É sobre este quadro de dificuldades e caminhos para sua superação, no contexto de reduzida clareza de atribuições em diferentes esferas da federação, que trata este artigo. São desafios importantes para o País, mas as saídas devem ser construídas, se quisermos promover a inserção competitiva do Brasil no cenário internacional dentro de princípios de equidade e justiça social.
A crise de qualidade da educação.
Em 1990, o SAEB foi adotado como primeira iniciativa brasileira voltada para a avaliação da qualidade do sistema educacional brasileiro. O segundo ciclo de aplicação ocorreu em 1993, mas foi somente a partir de 1995 que o SAEB adquiriu um papel estratégico, tornando-se a base de um conjunto de políticas destinadas à melhoria da qualidade do ensino.
A Lei de Diretrizes e Bases da Educação (LDB), de 1996, passou a exigir que o Ministério da Educação assegurasse um processo nacional de avaliação do rendimento escolar, em colaboração com os sistemas de ensino, “objetivando a definição de prioridades e a melhoria da qualidade do ensino”. A cada dois anos a avaliação é aplicada.
A Prova Brasil foi criada em 2005 para permitir uma análise do desempenho dos alunos que possa ajudar as escolas e os gestores de sistemas de educação de forma mais precisa, com vistas a aprimorar a educação oferecida no ensino fundamental.
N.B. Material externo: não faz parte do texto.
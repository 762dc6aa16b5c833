//! Image resource: upload validation and the service behind the HTTP handlers.

mod service;
pub mod validation;

pub use service::ImageService;
pub use validation::{
    validate_upload, FormValue, ImageKind, UploadForm, ValidatedUpload,
    MAX_IMAGE_BYTES, MAX_IMAGE_KILOBYTES, MAX_TITLE_CHARS,
};
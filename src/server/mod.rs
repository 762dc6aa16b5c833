//! HTTP server layer for Image Vault.
//!
//! # Architecture
//!
//! ```text
//! ┌─────────────────────────────────────────────────────────────────┐
//! │                         HTTP Layer                              │
//! │            /products   /products/{id}   /health                 │
//! │                                                                 │
//! │  ┌─────────────┐  ┌─────────────┐  ┌─────────────────────────┐  │
//! │  │  handlers   │  │    auth     │  │        routes           │  │
//! │  │ (requests)  │  │ (API key)   │  │  (router config)        │  │
//! │  └─────────────┘  └─────────────┘  └─────────────────────────┘  │
//! └─────────────────────────────────────────────────────────────────┘
//! ```

pub mod auth;
pub mod handlers;
pub mod routes;

pub use auth::{auth_middleware, ApiKeyAuth, AuthError, DEFAULT_API_KEY_HEADER};
pub use handlers::{
    destroy_handler, health_handler, index_handler, show_handler, store_handler, AppState,
    ErrorResponse, HealthResponse, IndexQueryParams, MessageResponse,
};
pub use routes::{create_router, RouterConfig, DEFAULT_MAX_BODY_SIZE};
Ela complementa o SAEB. A Prova Brasil é censitária e oferece dados não apenas para o Brasil e unidades da federação, mas também para cada município e escola participante. A Prova Brasil avalia todos os estudantes da rede pública urbana de ensino, de 4a e 8a séries do ensino fundamental (atuais 5o e 9o anos) .
As duas avaliações passaram a ser operacionalizadas em conjunto, desde 2007. Os resultados do SAEB e da Prova Brasil têm evidenciado grande consistência com um diagnóstico de problemas sérios de qualidade no desempenho dos estudantes, tanto em Português quanto em Matemática.
Estes instrumentos de avaliação têm permitido ao País um diagnóstico mais claro da crise da qualidade da educação com identificação mais clara de desafios a serem enfrentados. São desafios que dizem respeito a três grandes ordens de problemas:
faltam competências básicas de leitura e interpretação de textos;
faltam raciocínio matemático e compreensão de algoritmos e ferramentas necessárias à solução de problemas práticos;
falta repertório cultural para fazer analogias e para compreensão do mundo físico que facilite o avanço nos estudos, sem retenção numa série específica ou abandono da escola na fase seguinte.
Vamos explorar cada um deles em separado.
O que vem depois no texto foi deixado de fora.